A day trip (1.5h) to Granada is an absolute must! Taste the Moorish legacy and visit the impressive Alhambra (Moorish castle and palaces), or the Moorish quarter Albayzin in Granada, enjoying the spectacular view on the Sierra Nevada. The beauty of the Alhambra combined with a stroll through the Medieval city centre will impress you without doubt (please mind to order your tickets for the Alhambra Palaces in time – feel free to ask us).
Córdoba (2.5h) is known above all for its Mezquita, the third biggest Mosque in the world. You find more than 850 pillars in red and white. Before 1523 even 400 more, but they had to make place to build a cathedral in the middle of the Mosque. When the cathedral was finished, Charles V regretted he had ordered its construction. The fascination however, has not lessened and the building is even more spectacular. Córdoba is a city full of history. The complete old town has been nominated World Inheritance and is the birth city of philosopher Seneca.
Next to the Mezquita, Córdoba fosters other cultural gems such as the Alcázar de los Reyes Cristianos. The Roman bridge and Jewish quarter (Juderia) with the medieval cobbled streets and synagogue have been maintained in perfect condition. Throughout the city you can find many buildings with Roman, Arabic, Jewish and Christian origin. More than worth your discovery!
The dazzling white city of Cadiz (3h) with its mysterious streets and towers outlooking on the city , is the oldest town in Europe. Standing on the cape, the Castillo de Santa Catalina catches your eye immediately. From its gardens you can enjoy magnificent views on the beach and city. The golden dome of the beautiful cathedral stands out in the view and you can even climb the bell tower. The narrow streets link the beautiful squares of the city. Pay a visit to the Oratorio de la Santa Cueva. In this baroque church you can admire frescos by Francisco de Goya and a Madonna by Murillo. Spectacular views await you from the Torre Tavira (look for the camera obscura). Through diaphragms and mirrors …., you know what, ..go and see for yourself.
Strolling through the old town centre of Marbella (1.5h) and then sit on the Plaza de los Naranjos, the famous square with orange trees. Or go and see the rich and famous with their yachts and exclusive cars in the port of Puerto Banús.

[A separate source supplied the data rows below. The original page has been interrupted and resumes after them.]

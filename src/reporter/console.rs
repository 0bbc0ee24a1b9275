//! Console reporter with colored output

use crate::analyzer::engine::AggregateStats;
use crate::analyzer::scoring::ScoreCalculator;
use crate::{ContentReport, Grade, KeywordStatus, SeoReport};
use colored::Colorize;

/// Reporter for terminal output
pub struct ConsoleReporter {
    /// Whether to use colors
    use_colors: bool,
    /// Whether to show verbose output
    verbose: bool,
}

impl ConsoleReporter {
    /// Create a new console reporter
    pub fn new() -> Self {
        Self {
            use_colors: true,
            verbose: false,
        }
    }

    /// Disable colors
    pub fn without_colors(mut self) -> Self {
        self.use_colors = false;
        self
    }

    /// Enable verbose output
    pub fn verbose(mut self) -> Self {
        self.verbose = true;
        self
    }

    /// Report a single content report
    pub fn report(&self, report: &ContentReport) {
        self.print_header(report);
        self.print_score(report);
        self.print_breakdown(report);
        self.print_feedback(report);

        if let Some(ref seo) = report.seo {
            self.print_seo(seo);
        }

        if !report.length_warnings.is_empty() {
            self.print_length_warnings(&report.length_warnings);
        }
        println!();
    }

    /// Report multiple results with summary
    pub fn report_many(&self, reports: &[ContentReport], stats: &AggregateStats) {
        for report in reports {
            self.report(report);
            println!("{}", "─".repeat(60));
        }

        self.print_summary(stats);
    }

    /// Report in quiet mode (one line per file)
    pub fn report_quiet(&self, report: &ContentReport) {
        println!("{}", self.quiet_line(report));
    }

    fn quiet_line(&self, report: &ContentReport) -> String {
        let grade = report.score.grade();
        let mut line = format!(
            "{}: {:.1} ({})",
            report.source,
            report.score.overall_score(),
            self.colorize_grade(grade)
        );
        if let Some(ref seo) = report.seo {
            line.push_str(&format!(" seo {}", seo.seo_score));
        }
        line
    }

    fn print_header(&self, report: &ContentReport) {
        println!();
        println!(
            "{}",
            format!("📝 Content Quality Analysis: {}", report.source).bold()
        );
        let mut details = format!("   Type: {}", report.score.content_type);
        if self.verbose {
            if let Some(count) = report.score.character_count {
                details.push_str(&format!(" | Characters: {}", count));
            }
        }
        println!("{}", details);
        println!();
    }

    fn print_score(&self, report: &ContentReport) {
        let overall = report.score.overall_score();
        let grade = report.score.grade();
        let score_bar = self.create_score_bar(overall);

        println!(
            "   Score: {} {}",
            score_bar,
            self.colorize_grade(grade).bold()
        );
        println!(
            "   {}",
            ScoreCalculator::grade_description(grade).dimmed()
        );
        println!();
    }

    fn print_breakdown(&self, report: &ContentReport) {
        println!("   {}", "Score Breakdown:".bold());
        for (dimension, score) in report.score.dimension_scores.iter() {
            let bar = self.create_mini_bar(score);
            let score_str = format!("{:>4.1}/10", score);
            let colored_score = if score >= 8.0 {
                score_str.green()
            } else if score >= 6.0 {
                score_str.yellow()
            } else {
                score_str.red()
            };
            println!("   {} {} {}", bar, colored_score, dimension.label());
        }
        println!();
    }

    fn print_feedback(&self, report: &ContentReport) {
        println!("   {}", "Strengths:".bold());
        for strength in report.score.strengths() {
            println!("   {} {}", "✓".green(), strength);
        }
        println!("   {}", "Improvements:".bold());
        for improvement in report.score.improvements() {
            println!("   {} {}", "→".cyan(), improvement);
        }
        println!();
    }

    fn print_seo(&self, seo: &SeoReport) {
        let seo_score = format!("{}/100", seo.seo_score);
        let colored_score = if seo.seo_score >= 80 {
            seo_score.green()
        } else if seo.seo_score >= 60 {
            seo_score.yellow()
        } else {
            seo_score.red()
        };
        println!(
            "   {} {} ({} words)",
            "SEO Score:".bold(),
            colored_score.bold(),
            seo.word_count
        );

        if !seo.keyword_analysis.is_empty() {
            println!("   {}", "Keywords:".bold());
            for stat in seo.keyword_analysis.iter() {
                let status = stat.status.to_string();
                let status = match stat.status {
                    KeywordStatus::Optimal => status.green(),
                    KeywordStatus::TooLow | KeywordStatus::TooHigh => status.yellow(),
                    KeywordStatus::Missing => status.red(),
                };
                let placement = format!(
                    "first paragraph: {} | heading: {}",
                    yes_no(stat.in_first_paragraph),
                    yes_no(stat.in_headings)
                );
                println!(
                    "   {:<20} {:>3}x {:>6.2}% {} {}",
                    stat.keyword,
                    stat.count,
                    stat.density,
                    status,
                    placement.dimmed()
                );
            }
        }

        let structure = &seo.structure;
        println!(
            "   Structure: H1 {} | H2 {} | H3 {} | lists {} | links {}",
            structure.h1_count,
            structure.h2_count,
            structure.h3_count,
            yes_no(structure.has_lists),
            structure.link_count
        );

        let readability = &seo.readability;
        if self.verbose {
            println!(
                "   Readability: {} ({} sentences, {:.1} words/sentence, {} paragraphs)",
                readability.readability_level,
                readability.sentence_count,
                readability.avg_sentence_length,
                readability.paragraph_count
            );
        } else {
            println!("   Readability: {}", readability.readability_level);
        }

        if !seo.recommendations.is_empty() {
            println!("   {}", "Recommendations:".bold());
            let shown = if self.verbose {
                seo.recommendations.len()
            } else {
                5
            };
            for rec in seo.recommendations.iter().take(shown) {
                println!("   {} {}", "→".cyan(), rec);
            }
            let hidden = seo.recommendations.len().saturating_sub(shown);
            if hidden > 0 {
                println!(
                    "   {} {} more (use --verbose to show)",
                    "ℹ".blue(),
                    hidden
                );
            }
        }
        println!();
    }

    fn print_length_warnings(&self, warnings: &[String]) {
        for warning in warnings {
            println!("   {} {}", "⚠".yellow(), warning);
        }
    }

    fn print_summary(&self, stats: &AggregateStats) {
        println!();
        println!("{}", "═".repeat(60));
        println!("{}", "Summary".bold());
        println!("{}", "═".repeat(60));
        println!(
            "   Files analyzed:  {}",
            stats.files_analyzed.to_string().bold()
        );
        println!(
            "   Average score:   {} ({})",
            format!("{:.1}", stats.average_score).bold(),
            self.colorize_grade(stats.average_grade)
        );
        if let Some(seo) = stats.average_seo_score {
            println!("   Average SEO:     {:.1}", seo);
        }
        println!("   Recommendations: {}", stats.total_recommendations);
        println!();
    }

    fn colorize_grade(&self, grade: Grade) -> colored::ColoredString {
        let s = grade.to_string();
        if !self.use_colors {
            return s.normal();
        }
        match grade {
            Grade::APlus | Grade::A => s.green().bold(),
            Grade::AMinus | Grade::BPlus | Grade::B => s.green(),
            Grade::BMinus | Grade::CPlus => s.yellow(),
            Grade::C => s.red(),
            Grade::CMinus => s.red().bold(),
        }
    }

    fn create_score_bar(&self, score: f64) -> String {
        let filled = ((score.clamp(0.0, 10.0) * 2.0) as usize).min(20);
        let empty = 20 - filled;

        let bar = format!("[{}{}] {:>4.1}", "█".repeat(filled), "░".repeat(empty), score);

        if self.use_colors {
            if score >= 8.0 {
                bar.green().to_string()
            } else if score >= 6.0 {
                bar.yellow().to_string()
            } else {
                bar.red().to_string()
            }
        } else {
            bar
        }
    }

    fn create_mini_bar(&self, score: f64) -> String {
        let filled = (score.clamp(0.0, 10.0) as usize).min(10);
        let empty = 10 - filled;
        format!("[{}{}]", "▓".repeat(filled), "░".repeat(empty))
    }
}

impl Default for ConsoleReporter {
    fn default() -> Self {
        Self::new()
    }
}

fn yes_no(value: bool) -> &'static str {
    if value {
        "yes"
    } else {
        "no"
    }
}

Ronda offers a mix of Moorish buildings, churches and arenas of which the oldest in Spain is to be found in ….Ronda. Once a year , they still have a bull fight in this arena whilst during the year it opens as a beautiful museum. The Arabic baths of Ronda” Baños de los Arabes” are the best preserved in Spain. Water used to be pumped from the river and guided through the viaduct into the baths. Impressive when you know this was engineered and built between 1136 and 1206 by engineer Abu al Tz ibn Razaz Al-Jazari. But the symbol of Ronda remains “the new bridge” from 1793.